The records sit below. Return every line in them that holds the word "Uuid".
· · ·
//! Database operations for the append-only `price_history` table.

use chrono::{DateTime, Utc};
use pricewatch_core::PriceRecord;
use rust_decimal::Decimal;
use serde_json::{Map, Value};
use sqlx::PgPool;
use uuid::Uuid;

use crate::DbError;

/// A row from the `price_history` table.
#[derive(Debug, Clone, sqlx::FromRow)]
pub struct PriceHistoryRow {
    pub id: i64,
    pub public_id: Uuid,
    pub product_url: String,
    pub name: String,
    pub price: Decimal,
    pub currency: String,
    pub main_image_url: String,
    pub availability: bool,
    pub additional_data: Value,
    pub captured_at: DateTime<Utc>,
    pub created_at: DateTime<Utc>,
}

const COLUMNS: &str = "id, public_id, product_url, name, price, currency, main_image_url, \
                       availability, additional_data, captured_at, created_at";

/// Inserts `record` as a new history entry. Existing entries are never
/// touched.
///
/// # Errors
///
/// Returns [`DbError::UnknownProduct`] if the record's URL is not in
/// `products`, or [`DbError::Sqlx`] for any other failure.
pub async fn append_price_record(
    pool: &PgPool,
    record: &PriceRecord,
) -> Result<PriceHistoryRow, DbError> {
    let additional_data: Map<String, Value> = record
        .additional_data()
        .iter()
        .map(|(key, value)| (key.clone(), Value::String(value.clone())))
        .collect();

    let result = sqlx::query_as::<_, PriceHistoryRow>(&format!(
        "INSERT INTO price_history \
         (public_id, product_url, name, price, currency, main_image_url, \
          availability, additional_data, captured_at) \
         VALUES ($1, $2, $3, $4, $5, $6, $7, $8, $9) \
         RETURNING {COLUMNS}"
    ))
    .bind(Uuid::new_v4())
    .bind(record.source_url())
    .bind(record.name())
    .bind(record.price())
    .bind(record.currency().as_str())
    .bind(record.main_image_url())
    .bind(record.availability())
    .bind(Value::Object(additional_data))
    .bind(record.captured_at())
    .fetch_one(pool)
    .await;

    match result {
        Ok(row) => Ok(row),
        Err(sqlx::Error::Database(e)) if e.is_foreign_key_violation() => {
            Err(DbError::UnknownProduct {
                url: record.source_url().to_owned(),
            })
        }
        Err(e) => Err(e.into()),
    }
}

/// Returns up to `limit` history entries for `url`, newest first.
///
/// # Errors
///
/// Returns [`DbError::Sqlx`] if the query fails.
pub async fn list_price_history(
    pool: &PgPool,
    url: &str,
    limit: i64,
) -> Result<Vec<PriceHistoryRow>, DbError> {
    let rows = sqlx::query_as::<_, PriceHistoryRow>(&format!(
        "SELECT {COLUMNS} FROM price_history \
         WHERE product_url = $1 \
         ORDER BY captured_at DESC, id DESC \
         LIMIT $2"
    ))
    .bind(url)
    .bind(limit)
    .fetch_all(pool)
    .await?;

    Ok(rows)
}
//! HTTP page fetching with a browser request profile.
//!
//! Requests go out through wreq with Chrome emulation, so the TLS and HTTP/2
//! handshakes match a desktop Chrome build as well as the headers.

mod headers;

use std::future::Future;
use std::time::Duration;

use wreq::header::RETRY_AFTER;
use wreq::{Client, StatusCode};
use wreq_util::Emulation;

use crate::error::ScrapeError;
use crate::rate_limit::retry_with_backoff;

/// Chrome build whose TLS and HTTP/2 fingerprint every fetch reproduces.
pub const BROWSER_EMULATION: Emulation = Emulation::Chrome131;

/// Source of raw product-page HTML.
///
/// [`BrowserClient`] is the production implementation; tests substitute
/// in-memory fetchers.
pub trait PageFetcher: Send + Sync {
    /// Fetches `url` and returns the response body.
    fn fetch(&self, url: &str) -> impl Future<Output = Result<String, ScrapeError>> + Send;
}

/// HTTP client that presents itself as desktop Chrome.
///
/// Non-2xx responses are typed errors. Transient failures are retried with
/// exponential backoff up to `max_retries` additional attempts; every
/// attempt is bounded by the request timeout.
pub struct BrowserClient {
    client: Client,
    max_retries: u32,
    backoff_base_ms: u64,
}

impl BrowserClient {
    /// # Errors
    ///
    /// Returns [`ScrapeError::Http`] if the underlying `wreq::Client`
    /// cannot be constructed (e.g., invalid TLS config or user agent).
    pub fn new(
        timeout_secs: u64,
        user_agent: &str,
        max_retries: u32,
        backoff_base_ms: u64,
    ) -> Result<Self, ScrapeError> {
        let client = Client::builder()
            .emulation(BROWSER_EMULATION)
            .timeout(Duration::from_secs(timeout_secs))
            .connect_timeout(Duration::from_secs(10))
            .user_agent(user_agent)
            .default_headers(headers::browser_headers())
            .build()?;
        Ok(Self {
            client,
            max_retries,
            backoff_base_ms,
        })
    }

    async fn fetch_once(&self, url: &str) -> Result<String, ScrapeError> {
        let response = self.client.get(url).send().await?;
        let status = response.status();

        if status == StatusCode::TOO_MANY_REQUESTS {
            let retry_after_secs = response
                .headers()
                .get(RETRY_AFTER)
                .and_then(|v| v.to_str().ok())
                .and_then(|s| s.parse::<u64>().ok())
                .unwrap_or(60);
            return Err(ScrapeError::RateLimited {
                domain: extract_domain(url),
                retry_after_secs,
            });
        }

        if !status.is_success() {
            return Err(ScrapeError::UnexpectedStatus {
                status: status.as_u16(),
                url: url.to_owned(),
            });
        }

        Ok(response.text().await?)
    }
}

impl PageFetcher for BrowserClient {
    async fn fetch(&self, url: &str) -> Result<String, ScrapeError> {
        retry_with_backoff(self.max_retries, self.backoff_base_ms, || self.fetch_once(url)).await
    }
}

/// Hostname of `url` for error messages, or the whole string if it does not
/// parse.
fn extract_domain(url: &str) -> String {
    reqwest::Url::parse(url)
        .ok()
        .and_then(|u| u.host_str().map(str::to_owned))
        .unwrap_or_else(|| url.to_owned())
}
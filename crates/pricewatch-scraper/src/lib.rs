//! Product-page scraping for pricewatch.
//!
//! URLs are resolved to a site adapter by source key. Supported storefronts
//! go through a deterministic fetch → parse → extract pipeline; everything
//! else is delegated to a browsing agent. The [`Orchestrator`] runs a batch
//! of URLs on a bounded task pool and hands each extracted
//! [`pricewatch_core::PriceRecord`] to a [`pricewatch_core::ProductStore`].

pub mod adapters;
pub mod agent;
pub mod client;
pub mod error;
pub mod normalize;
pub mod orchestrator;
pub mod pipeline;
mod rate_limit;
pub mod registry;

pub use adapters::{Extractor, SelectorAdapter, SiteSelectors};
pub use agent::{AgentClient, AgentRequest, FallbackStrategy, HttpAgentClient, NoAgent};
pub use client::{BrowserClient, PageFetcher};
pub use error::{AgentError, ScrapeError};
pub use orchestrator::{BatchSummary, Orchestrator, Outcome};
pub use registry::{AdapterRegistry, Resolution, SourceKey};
· · ·
TASK RESPONSE
use uuid::Uuid;
    pub public_id: Uuid,
    .bind(Uuid::new_v4())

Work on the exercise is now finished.